Data excerpts -
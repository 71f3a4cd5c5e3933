// src/records.rs
//
// Shared domain types flowing through linkscope. A SessionRecord is one
// immutable IPDR fact produced by ingestion (out of scope here); everything
// the analysis layer computes from it is a freshly built value object.

use chrono::{DateTime, Duration, Utc};
use serde::{Deserialize, Serialize};
use std::net::IpAddr;

use crate::error::RecordError;

/// One logged communication session, read-only to the core.
///
/// Byte counters are `u64`, so the "negative byte count" class of malformed
/// record is unrepresentable; the remaining shape check is on timestamps.
#[derive(Debug, Clone, PartialEq, Serialize, Deserialize)]
pub struct SessionRecord {
    pub subject_id: String,
    pub device_imei: String,
    pub msisdn: String,
    pub start: DateTime<Utc>,
    pub end: DateTime<Utc>,
    pub source_ip: IpAddr,
    pub source_port: u16,
    pub destination_ip: IpAddr,
    pub destination_port: u16,
    pub protocol: String,
    pub bytes_up: u64,
    pub bytes_down: u64,
    pub service: String,
    pub app_name: Option<String>,
    /// Advisory flag set by ingestion heuristics. Never authoritative:
    /// classification is always recomputed from the raw record data.
    pub flagged: bool,
}

impl SessionRecord {
    pub fn duration(&self) -> Duration {
        self.end - self.start
    }

    pub fn total_bytes(&self) -> u64 {
        self.bytes_up + self.bytes_down
    }

    /// Shape check applied once at the aggregation boundary.
    pub fn validate(&self) -> Result<(), RecordError> {
        if self.end < self.start {
            return Err(RecordError::NegativeDuration);
        }
        Ok(())
    }
}

/// Directory entry for a subject: the output of `SubjectDirectory::resolve`.
#[derive(Debug, Clone, PartialEq, Serialize, Deserialize)]
pub struct SubjectInfo {
    pub subject_id: String,
    pub display_name: String,
    pub msisdn: String,
    /// Prior suspicion marker from the directory, carried onto cluster nodes.
    pub flagged: bool,
}

/// Per-destination location metadata. Purely additive: absence never affects
/// classification or clustering.
#[derive(Debug, Clone, PartialEq, Serialize, Deserialize)]
pub struct GeoLocation {
    pub country: String,
    pub city: String,
    pub isp: String,
}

Problem - What lines of the material contain "IpAddr"? Show them.

Solved exercise -
use std::net::IpAddr;
    pub source_ip: IpAddr,
    pub destination_ip: IpAddr,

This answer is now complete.